Plate tectonics is one of those topics that you generally skim through in junior high. But what exactly are plates and how are they related to earthquakes? Plate tectonics is a theory that has become a well-accepted reason to explain geological facts about Earth.
The basic idea of plate tectonics is that the Earth is made up of several large, moving pieces of solid rock, on the ocean and on continents. They are plates floating on softer like rock. The plates are in constant motion and sometimes run into one another, this is called a collision, or they slide along, over or under one another. Their motion, and collisions can explain several geological events including earthquakes. It also explains the presence of faults on many continents, where two plates collide, including the San Andreas fault in California.
Under the ocean, the plates explain why there is major seismic energy in the Pacific Ocean and how deep ocean trenches and large fracture zones and rifts in the ocean floor occur. Plates also give reason to associate volcanoes and large mountain belts like the Andes. Plates are the reason mountain belts form, from the pushing of plates and vast spreading and colliding of plate tectonics..
Why are plates so important to understand?
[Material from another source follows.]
pub mod client;
pub mod models;

pub use broker_trait::BrokerClient;
pub use client::AlpacaClient;
pub use models::*;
How do they contribute to our overall understanding of Earth and seismic motion?
Here is a great article about Plate Tectonics with great illustrations and explanations about faults, environments and locations of plates on Earth. Check it out!
The Pangaea Theory asserts that all of the plates were connected at one point and slowly shifted away from one another. This large continent is called Pangaea. Take the online quiz to test and learn more about this excited theory related to plate tectonics!
There are four types of plate boundaries.
1. Convergent Plate Boundary also known as Destructive Boundary– This is when the continental plate and oceanic plate collide, this causes the oceanic plate to sink into the mantle and destroyed. This can cause explosive volcanoes and violent earthquakes. Example: The Himalayas.
2. Divergent Plate Boundary also known as Constructive Boundary– This boundary happens when two oceanic plates move away from each other. Lava erupts and a new crust is formed on the sea bed. There are underwater volcanoes and gentle earthquakes. Example: The Mid- Atlantic Ridge.
3. Transform Plate Boundary also known as Conservative Boundary – This is when two tectonic plates move in different directions or at different speeds. Plates are locked together by friction while pressure builds up. Finally, the plate breaks along the fault line. There shouldn’t be volcanoes but there will be violent earthquakes. Example: San Andreas Fault.
4. Collision Boundary- This is when two continental plates move together. The two plates are too light to sink into the mantle. Therefore, the plate buckles up and form mountains.